>>>>

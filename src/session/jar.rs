//! `Set-Cookie` construction and `Cookie` header parsing.

use axum::http::{
    header::{InvalidHeaderValue, COOKIE},
    HeaderMap, HeaderValue,
};

/// Ten years, in seconds.
pub const COOKIE_MAX_AGE_SECONDS: i64 = 10 * 365 * 24 * 60 * 60;

#[derive(Clone, Copy, Debug, PartialEq, Eq)]
pub enum SameSite {
    Lax,
    Strict,
}

impl SameSite {
    #[must_use]
    pub fn as_str(self) -> &'static str {
        match self {
            Self::Lax => "Lax",
            Self::Strict => "Strict",
        }
    }
}

/// Attributes shared by every cookie the login service writes.
#[derive(Clone, Debug, Default)]
pub struct CookieAttributes {
    domain: Option<String>,
    secure: bool,
}

impl CookieAttributes {
    #[must_use]
    pub fn new(domain: Option<String>, secure: bool) -> Self {
        let domain = domain.filter(|d| !d.trim().is_empty());
        Self { domain, secure }
    }

    #[must_use]
    pub fn secure(&self) -> bool {
        self.secure
    }

    #[must_use]
    pub fn domain(&self) -> Option<&str> {
        self.domain.as_deref()
    }

    /// Build a long-lived `HttpOnly` cookie.
    ///
    /// # Errors
    /// Returns an error if the value contains bytes not allowed in a header.
    pub fn set(
        &self,
        name: &str,
        value: &str,
        same_site: SameSite,
    ) -> Result<HeaderValue, InvalidHeaderValue> {
        let cookie = self.render(name, value, Some(same_site), COOKIE_MAX_AGE_SECONDS);
        HeaderValue::from_str(&cookie)
    }

    /// Build an expired cookie that makes the browser drop `name`.
    ///
    /// # Errors
    /// Returns an error if the name contains bytes not allowed in a header.
    pub fn clear(&self, name: &str) -> Result<HeaderValue, InvalidHeaderValue> {
        let cookie = self.render(name, "", None, 0);
        HeaderValue::from_str(&cookie)
    }

    fn render(&self, name: &str, value: &str, same_site: Option<SameSite>, max_age: i64) -> String {
        let mut cookie = format!("{name}={value}; Path=/; HttpOnly; Max-Age={max_age}");
        if let Some(same_site) = same_site {
            cookie.push_str("; SameSite=");
            cookie.push_str(same_site.as_str());
        }
        if let Some(domain) = &self.domain {
            cookie.push_str("; Domain=");
            cookie.push_str(domain);
        }
        if self.secure {
            cookie.push_str("; Secure");
        }
        cookie
    }
}

/// Read a single cookie value from the request headers.
#[must_use]
pub fn cookie_value<'a>(headers: &'a HeaderMap, name: &str) -> Option<&'a str> {
    for header in headers.get_all(COOKIE) {
        let Ok(value) = header.to_str() else {
            continue;
        };
        for pair in value.split(';') {
            let mut parts = pair.trim().splitn(2, '=');
            let key = parts.next().map(str::trim);
            let val = parts.next().map(str::trim);
            if let (Some(key), Some(val)) = (key, val) {
                if key == name && !val.is_empty() {
                    return Some(val);
                }
            }
        }
    }
    None
}
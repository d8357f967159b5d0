use anyhow::Result;
use clap::{Arg, ArgMatches, Command};
use secrecy::SecretString;

use crate::integrations::{google::TOKENINFO_URL, recaptcha::SITEVERIFY_URL};

pub const ARG_RECAPTCHA_SECRET: &str = "recaptcha-secret";
pub const ARG_RECAPTCHA_URL: &str = "recaptcha-url";
pub const ARG_GEOIP_URL: &str = "geoip-url";
pub const ARG_GOOGLE_CLIENT_ID: &str = "google-client-id";
pub const ARG_GOOGLE_TOKENINFO_URL: &str = "google-tokeninfo-url";
pub const ARG_NOTIFY_URL: &str = "notify-url";

#[must_use]
pub fn with_args(command: Command) -> Command {
    command
        .arg(
            Arg::new(ARG_RECAPTCHA_SECRET)
                .long(ARG_RECAPTCHA_SECRET)
                .help("reCAPTCHA v3 secret; SKIPCAPTCHA or unset disables the check")
                .env("PORDISTO_RECAPTCHA_SECRET")
                .hide_env_values(true),
        )
        .arg(
            Arg::new(ARG_RECAPTCHA_URL)
                .long(ARG_RECAPTCHA_URL)
                .help("reCAPTCHA siteverify endpoint")
                .env("PORDISTO_RECAPTCHA_URL")
                .default_value(SITEVERIFY_URL),
        )
        .arg(
            Arg::new(ARG_GEOIP_URL)
                .long(ARG_GEOIP_URL)
                .help("GeoIP lookup endpoint, queried as ?ip=<address>")
                .env("PORDISTO_GEOIP_URL"),
        )
        .arg(
            Arg::new(ARG_GOOGLE_CLIENT_ID)
                .long(ARG_GOOGLE_CLIENT_ID)
                .help("Google OAuth client id; enables Google login")
                .env("PORDISTO_GOOGLE_CLIENT_ID"),
        )
        .arg(
            Arg::new(ARG_GOOGLE_TOKENINFO_URL)
                .long(ARG_GOOGLE_TOKENINFO_URL)
                .help("Google tokeninfo endpoint")
                .env("PORDISTO_GOOGLE_TOKENINFO_URL")
                .default_value(TOKENINFO_URL),
        )
        .arg(
            Arg::new(ARG_NOTIFY_URL)
                .long(ARG_NOTIFY_URL)
                .help("Webhook receiving login notifications; logged only when unset")
                .env("PORDISTO_NOTIFY_URL"),
        )
}

#[derive(Debug, Clone)]
pub struct Options {
    pub recaptcha_secret: Option<SecretString>,
    pub recaptcha_url: String,
    pub geoip_url: Option<String>,
    pub google_client_id: Option<String>,
    pub google_tokeninfo_url: String,
    pub notify_url: Option<String>,
}

impl Options {
    /// Parse integration arguments from matches.
    ///
    /// # Errors
    /// Currently infallible; kept fallible like the other groups.
    pub fn parse(matches: &ArgMatches) -> Result<Self> {
        let get_non_empty = |id: &str| {
            matches
                .get_one::<String>(id)
                .cloned()
                .filter(|v| !v.trim().is_empty())
        };

        Ok(Self {
            recaptcha_secret: get_non_empty(ARG_RECAPTCHA_SECRET).map(SecretString::from),
            recaptcha_url: get_non_empty(ARG_RECAPTCHA_URL)
                .unwrap_or_else(|| SITEVERIFY_URL.to_string()),
            geoip_url: get_non_empty(ARG_GEOIP_URL),
            google_client_id: get_non_empty(ARG_GOOGLE_CLIENT_ID),
            google_tokeninfo_url: get_non_empty(ARG_GOOGLE_TOKENINFO_URL)
                .unwrap_or_else(|| TOKENINFO_URL.to_string()),
            notify_url: get_non_empty(ARG_NOTIFY_URL),
        })
    }
}
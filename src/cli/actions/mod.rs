pub mod server;

mod run;

#[derive(Debug)]
pub enum Action {
    Server(server::Args),
}

impl Action {
    /// Execute the action.
    /// # Errors
    /// Returns an error if the action fails.
    pub async fn execute(self) -> anyhow::Result<()> {
        run::execute(self).await
    }
}
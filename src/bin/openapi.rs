use anyhow::Result;

fn main() -> Result<()> {
    let doc = pordisto::api::openapi();
    let json = serde_json::to_string_pretty(&doc)?;
    println!("{json}");
    Ok(())
}
//! Client location and user agent labels recorded with each token.

use anyhow::{Context, Result};
use serde::Deserialize;
use tracing::debug;

use super::BoxFuture;
use crate::APP_USER_AGENT;

pub const UNKNOWN: &str = "Unknown";

pub trait GeoLocator: Send + Sync {
    /// Human readable location for `ip`, `"Unknown"` on any failure.
    fn locate<'a>(&'a self, ip: &'a str) -> BoxFuture<'a, String>;
}

#[derive(Clone, Copy, Debug, Default)]
pub struct NoGeoLocator;

impl GeoLocator for NoGeoLocator {
    fn locate<'a>(&'a self, _ip: &'a str) -> BoxFuture<'a, String> {
        Box::pin(async { UNKNOWN.to_string() })
    }
}

#[derive(Debug, Default, Deserialize)]
struct GeoIp {
    city: Option<String>,
    state: Option<String>,
    country: Option<String>,
}

impl GeoIp {
    /// `city, state, country`; the state is dropped when it repeats the country.
    fn label(&self) -> String {
        let present = |value: &Option<String>| {
            value
                .as_deref()
                .map(str::trim)
                .filter(|value| !value.is_empty())
                .map(ToString::to_string)
        };
        let Some(country) = present(&self.country) else {
            return UNKNOWN.to_string();
        };

        let mut parts = Vec::with_capacity(3);
        if let Some(city) = present(&self.city) {
            parts.push(city);
        }
        if let Some(state) = present(&self.state).filter(|state| *state != country) {
            parts.push(state);
        }
        parts.push(country);
        parts.join(", ")
    }
}

/// Looks up `GET {url}?ip=` on a geoip service.
#[derive(Clone, Debug)]
pub struct HttpGeoLocator {
    client: reqwest::Client,
    url: String,
}

impl HttpGeoLocator {
    /// # Errors
    /// Returns an error if the HTTP client cannot be built.
    pub fn new(url: String) -> Result<Self> {
        let client = reqwest::Client::builder()
            .user_agent(APP_USER_AGENT)
            .timeout(std::time::Duration::from_secs(3))
            .build()
            .context("failed to build geoip client")?;
        Ok(Self { client, url })
    }

    async fn lookup(&self, ip: &str) -> Result<GeoIp> {
        self.client
            .get(&self.url)
            .query(&[("ip", ip)])
            .send()
            .await
            .context("geoip request failed")?
            .error_for_status()
            .context("geoip returned an error status")?
            .json()
            .await
            .context("failed to decode geoip response")
    }
}

impl GeoLocator for HttpGeoLocator {
    fn locate<'a>(&'a self, ip: &'a str) -> BoxFuture<'a, String> {
        Box::pin(async move {
            match self.lookup(ip).await {
                Ok(geo) => geo.label(),
                Err(err) => {
                    debug!("geoip lookup failed: {err:#}");
                    UNKNOWN.to_string()
                }
            }
        })
    }
}

#[derive(Clone, Debug, PartialEq, Eq)]
pub struct UserAgentInfo {
    pub os: String,
    pub browser: String,
}

/// Token-based user agent classification. Order matters: Edge and Opera also
/// announce Chrome, and Chrome also announces Safari.
#[must_use]
pub fn parse_user_agent(user_agent: Option<&str>) -> UserAgentInfo {
    let ua = user_agent.unwrap_or_default();

    const BROWSERS: [(&[&str], &str); 6] = [
        (&["Edg/", "Edge/"], "Edge"),
        (&["OPR/", "Opera"], "Opera"),
        (&["Firefox/", "FxiOS/"], "Firefox"),
        (&["Chrome/", "CriOS/", "Chromium/"], "Chrome"),
        (&["Safari/"], "Safari"),
        (&["curl/"], "curl"),
    ];
    const SYSTEMS: [(&[&str], &str); 6] = [
        (&["Windows"], "Windows"),
        (&["iPhone", "iPad", "iPod"], "iOS"),
        (&["Mac OS X", "Macintosh"], "macOS"),
        (&["Android"], "Android"),
        (&["CrOS"], "Chrome OS"),
        (&["Linux"], "Linux"),
    ];

    let classify = |table: &[(&[&str], &str)]| {
        table
            .iter()
            .find(|(needles, _)| needles.iter().any(|needle| ua.contains(needle)))
            .map_or_else(|| UNKNOWN.to_string(), |(_, name)| (*name).to_string())
    };

    UserAgentInfo {
        os: classify(&SYSTEMS),
        browser: classify(&BROWSERS),
    }
}
//! Credential checks.
//!
//! Every entry point runs the check and [`issue`] inside one transaction, so a
//! failure anywhere leaves no Token behind. Account-doesn't-exist, fraud and
//! malformed input all surface as [`LoginError::NotFound`].

use anyhow::{anyhow, Context};
use sqlx::{postgres::PgRow, PgPool, Postgres, Row, Transaction};
use std::sync::Arc;
use tracing::{warn, Instrument};
use uuid::Uuid;

use super::{
    email::{email_key, is_valid_email, is_valid_password, normalize_email, BlockedDomains},
    issuer::{issue, IssuedSession, LoginContext, VerifiedUser},
};
use crate::error::LoginError;

#[derive(Clone, Debug)]
pub struct CredentialVerifier {
    pool: PgPool,
    blocked: Arc<BlockedDomains>,
}

struct UserRow {
    user_id: Uuid,
    email: String,
    groups: Vec<String>,
    is_fraud: bool,
}

impl UserRow {
    fn from_row(row: &PgRow) -> Self {
        let email: String = row.get("email");
        Self {
            user_id: row.get("user_id"),
            email: email.trim().to_string(),
            groups: row.get("groups"),
            is_fraud: row.get("is_fraud"),
        }
    }

    fn into_verified(self) -> VerifiedUser {
        VerifiedUser {
            user_id: self.user_id,
            email: self.email,
            groups: self.groups,
        }
    }
}

impl CredentialVerifier {
    #[must_use]
    pub fn new(pool: PgPool, blocked: Arc<BlockedDomains>) -> Self {
        Self { pool, blocked }
    }

    #[must_use]
    pub fn pool(&self) -> &PgPool {
        &self.pool
    }

    /// Email + password login. `password = None` is the passwordless path used
    /// after a federated identity has been verified upstream.
    ///
    /// # Errors
    /// See [`LoginError`]; unexpected failures roll the transaction back.
    pub async fn by_password(
        &self,
        email: &str,
        password: Option<&str>,
        ctx: &LoginContext,
    ) -> Result<IssuedSession, LoginError> {
        let mut tx = self.begin().await?;
        let issued = self.password_in(&mut tx, email, password, ctx).await?;
        tx.commit().await.context("commit login transaction")?;
        Ok(issued)
    }

    /// Login through a previously linked external identity.
    ///
    /// # Errors
    /// [`LoginError::NeedsAssociation`] when no link exists.
    pub async fn by_association(
        &self,
        association_type: &str,
        external_id: &str,
        ctx: &LoginContext,
    ) -> Result<IssuedSession, LoginError> {
        let mut tx = self.begin().await?;
        let issued = association_in(&mut tx, association_type, external_id, ctx).await?;
        tx.commit().await.context("commit login transaction")?;
        Ok(issued)
    }

    /// Re-login with an existing access token bound to `session`.
    ///
    /// # Errors
    /// [`LoginError::InvalidRequest`] when the token belongs to another session.
    pub async fn by_token(
        &self,
        token: Uuid,
        session: Uuid,
        ctx: &LoginContext,
    ) -> Result<IssuedSession, LoginError> {
        let mut tx = self.begin().await?;
        let issued = token_in(&mut tx, token, session, ctx).await?;
        tx.commit().await.context("commit login transaction")?;
        Ok(issued)
    }

    /// Federated login: use an existing link, otherwise log in by email and link
    /// `external_id` to that user in the same transaction.
    ///
    /// # Errors
    /// [`LoginError::AlreadyAssociated`] when another user owns `external_id`; no
    /// Token is created in that case.
    pub async fn by_federated(
        &self,
        association_type: &str,
        email: &str,
        external_id: &str,
        ctx: &LoginContext,
    ) -> Result<IssuedSession, LoginError> {
        match self.by_association(association_type, external_id, ctx).await {
            Err(LoginError::NeedsAssociation) => {}
            other => return other,
        }

        let mut tx = self.begin().await?;
        let issued = self.password_in(&mut tx, email, None, ctx).await?;
        link_association(&mut tx, association_type, external_id, issued.user_id, email).await?;
        tx.commit().await.context("commit federated login transaction")?;
        Ok(issued)
    }

    async fn begin(&self) -> Result<Transaction<'static, Postgres>, LoginError> {
        Ok(self
            .pool
            .begin()
            .await
            .context("begin login transaction")?)
    }

    async fn password_in(
        &self,
        tx: &mut Transaction<'_, Postgres>,
        email: &str,
        password: Option<&str>,
        ctx: &LoginContext,
    ) -> Result<IssuedSession, LoginError> {
        let email = normalize_email(email);
        if !is_valid_email(&email) {
            return Err(LoginError::NotFound);
        }
        if password.is_some_and(|password| !is_valid_password(password)) {
            return Err(LoginError::Unauthorized);
        }
        let key = email_key(&email, &self.blocked).ok_or(LoginError::NotFound)?;

        let query = r"
            SELECT user_id, email, password, groups, is_fraud
            FROM users
            WHERE email_key = $1
        ";
        let span = tracing::info_span!(
            "db.query",
            db.system = "postgresql",
            db.operation = "SELECT",
            db.statement = query
        );
        let row = sqlx::query(query)
            .bind(&key.key)
            .fetch_optional(&mut **tx)
            .instrument(span)
            .await
            .context("failed to lookup user by email key")?
            .ok_or(LoginError::NotFound)?;

        let stored: String = row.get("password");
        let user = UserRow::from_row(&row);

        if let Some(password) = password {
            if !password_matches(password, stored.trim()).await? {
                return Err(LoginError::Unauthorized);
            }
        }
        if user.is_fraud {
            return Err(LoginError::NotFound);
        }

        issue(tx, user.into_verified(), ctx).await
    }
}

async fn association_in(
    tx: &mut Transaction<'_, Postgres>,
    association_type: &str,
    external_id: &str,
    ctx: &LoginContext,
) -> Result<IssuedSession, LoginError> {
    let query = r"
        SELECT u.user_id, u.email, u.groups, u.is_fraud
        FROM associations a
        JOIN users u ON u.user_id = a.user_id
        WHERE a.association_type = $1 AND a.association_id = $2
    ";
    let span = tracing::info_span!(
        "db.query",
        db.system = "postgresql",
        db.operation = "SELECT",
        db.statement = query
    );
    let user = sqlx::query(query)
        .bind(association_type)
        .bind(external_id)
        .fetch_optional(&mut **tx)
        .instrument(span)
        .await
        .context("failed to lookup association")?
        .map(|row| UserRow::from_row(&row))
        .ok_or(LoginError::NeedsAssociation)?;

    if user.is_fraud {
        return Err(LoginError::NotFound);
    }
    issue(tx, user.into_verified(), ctx).await
}

async fn token_in(
    tx: &mut Transaction<'_, Postgres>,
    token: Uuid,
    session: Uuid,
    ctx: &LoginContext,
) -> Result<IssuedSession, LoginError> {
    let query = r"
        SELECT u.user_id, u.email, u.groups, u.is_fraud, ti.session_token
        FROM token_info ti
        JOIN tokens t ON t.token_id = ti.token_id
        JOIN users u ON u.user_id = ti.user_id
        WHERE ti.token_id = $1 AND t.expiration > NOW()
    ";
    let span = tracing::info_span!(
        "db.query",
        db.system = "postgresql",
        db.operation = "SELECT",
        db.statement = query
    );
    let row = sqlx::query(query)
        .bind(token)
        .fetch_optional(&mut **tx)
        .instrument(span)
        .await
        .context("failed to lookup token owner")?
        .ok_or(LoginError::NotFound)?;

    let stored_session: Uuid = row.get("session_token");
    let user = UserRow::from_row(&row);
    if user.is_fraud {
        return Err(LoginError::NotFound);
    }
    if stored_session != session {
        warn!(
            user_id = %user.user_id,
            presented = %session,
            stored = %stored_session,
            "token re-login from a different session"
        );
        return Err(LoginError::InvalidRequest);
    }

    let ctx = LoginContext {
        session: Some(session),
        ..ctx.clone()
    };
    issue(tx, user.into_verified(), &ctx).await
}

async fn link_association(
    tx: &mut Transaction<'_, Postgres>,
    association_type: &str,
    external_id: &str,
    user_id: Uuid,
    email: &str,
) -> Result<(), LoginError> {
    let query = r"
        SELECT user_id FROM associations
        WHERE association_id = $1 AND user_id <> $2
    ";
    let span = tracing::info_span!(
        "db.query",
        db.system = "postgresql",
        db.operation = "SELECT",
        db.statement = query
    );
    let owned_elsewhere = sqlx::query(query)
        .bind(external_id)
        .bind(user_id)
        .fetch_optional(&mut **tx)
        .instrument(span)
        .await
        .context("failed to check association owner")?
        .is_some();
    if owned_elsewhere {
        return Err(LoginError::AlreadyAssociated);
    }

    let data = serde_json::json!({ "email": email }).to_string();
    // Only refresh a row already owned by `user_id`; a concurrent link to
    // another user affects zero rows.
    let query = r"
        INSERT INTO associations (association_id, association_type, user_id, data, updated)
        VALUES ($1, $2, $3, $4::jsonb, NOW())
        ON CONFLICT (association_id) DO UPDATE
            SET association_type = EXCLUDED.association_type,
                data = EXCLUDED.data,
                updated = NOW()
            WHERE associations.user_id = EXCLUDED.user_id
    ";
    let span = tracing::info_span!(
        "db.query",
        db.system = "postgresql",
        db.operation = "INSERT",
        db.statement = query
    );
    let result = sqlx::query(query)
        .bind(external_id)
        .bind(association_type)
        .bind(user_id)
        .bind(data)
        .execute(&mut **tx)
        .instrument(span)
        .await
        .context("failed to upsert association")?;

    if result.rows_affected() == 0 {
        return Err(LoginError::AlreadyAssociated);
    }
    Ok(())
}

/// bcrypt is CPU bound, so it runs off the async workers.
async fn password_matches(password: &str, hash: &str) -> Result<bool, LoginError> {
    let password = password.to_string();
    let hash = hash.to_string();
    let verified = tokio::task::spawn_blocking(move || bcrypt::verify(password, &hash))
        .await
        .map_err(|err| anyhow!("password verification task failed: {err}"))?;

    match verified {
        Ok(matches) => Ok(matches),
        Err(err) => {
            warn!("stored password hash is unusable: {err}");
            Ok(false)
        }
    }
}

<<<<

## How to complete this task
Tally the lines in the records that contain the word "existing"; the answer is that number and nothing more.

## Task response
2